**AIM OF THE TASK**
Reproduce the entries below exactly, but only from the line containing "let mut result" to the line containing "dropped by its own", inclusive.

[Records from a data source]
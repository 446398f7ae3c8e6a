//! Unit propagation to a fixpoint

use crate::{
    formula::{Clause, Formula},
    literal::Literal,
};

/// Reduce a formula to its fixpoint under unit propagation.
///
/// Takes ownership of its argument; callers clone when they need to keep
/// the original. Each pass collects the current unit clauses, drops clauses
/// satisfied by a unit literal and strips falsified literals from the rest.
/// A clause stripped down to zero literals stays in the formula as the
/// derived conflict. The result is deduplicated because two clauses can
/// shrink into the same residual.
///
/// Every pass that changes anything strictly decreases the clause count or
/// the total literal count, so the loop terminates.
pub fn propagate(formula: Formula) -> Formula {
    let maxvar = formula.maxvar();
    let mut clauses = formula.into_clauses();
    loop {
        let units: Vec<Literal> = clauses.iter().filter_map(Clause::unit).collect();
        let mut changed = false;
        let mut next = Vec::with_capacity(clauses.len());
        for clause in clauses {
            match reduce_clause(clause, &units) {
                Some((clause, shrunk)) => {
                    changed |= shrunk;
                    next.push(clause);
                }
                None => changed = true,
            }
        }
        clauses = next;
        if !changed {
            break;
        }
    }
    let mut result = Formula::from_parts(clauses, maxvar);
    result.dedupe();
    result
}

/// Reduce one clause under the unit literals of the current pass.
///
/// Returns `None` if the clause contains a unit literal and more than one
/// literal overall (it is satisfied and adds no constraint). Otherwise
/// all negations of unit literals are stripped; the flag records whether
/// any literal was removed. A unit clause is never dropped by its own
/// literal, so the forcing units survive into the result.
fn reduce_clause(mut clause: Clause, units: &[Literal]) -> Option<(Clause, bool)> {
    let mut shrunk = false;
    for &unit in units {
        if clause.len() > 1 && clause.contains(unit) {
            return None;
        }
        while clause.remove_one(-unit) {
            shrunk = true;
        }
    }
    Some((clause, shrunk))
}

#[cfg(test)]
mod tests {
    use super::*;

    #[test]
    fn forced_literal_satisfies_clause() {
        assert_eq!(propagate(formula![[1, 2], [1]]), formula![[1]]);
    }

    #[test]
    fn falsified_literal_is_stripped() {
        assert_eq!(propagate(formula![[-1, 2], [1]]), formula![[2], [1]]);
    }

    #[test]
    fn chained_units_derive_a_conflict() {
        // {x, !x v !y, x v !z, y v z, y v !z} propagates to {x, !y, conflict}.
        assert_eq!(
            propagate(formula![[1], [-1, -2], [1, -3], [2, 3], [2, -3]]),
            formula![[1], [-2], []]
        );
    }

    #[test]
    fn propagation_is_idempotent() {
        let fixpoint = propagate(formula![[1], [-1, -2], [1, -3], [2, 3], [2, -3]]);
        assert_eq!(propagate(fixpoint.clone()), fixpoint);
        let fixpoint = propagate(formula![[-1, 2], [1]]);
        assert_eq!(propagate(fixpoint.clone()), fixpoint);
    }

    #[test]
    fn conflicts_are_preserved() {
        let formula = formula![[], [1, 2], [-1]];
        assert!(formula.has_empty_clause());
        assert!(propagate(formula).has_empty_clause());
    }

    #[test]
    fn fixpoint_keeps_maxvar() {
        let result = propagate(formula![[1, 2], [1]]);
        assert_eq!(result.maxvar().as_index(), 2);
    }
}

**OUTPUT FOR THIS EXERCISE**
    let mut result = Formula::from_parts(clauses, maxvar);
    result.dedupe();
    result
}

/// Reduce one clause under the unit literals of the current pass.
///
/// Returns `None` if the clause contains a unit literal and more than one
/// literal overall (it is satisfied and adds no constraint). Otherwise
/// all negations of unit literals are stripped; the flag records whether
/// any literal was removed. A unit clause is never dropped by its own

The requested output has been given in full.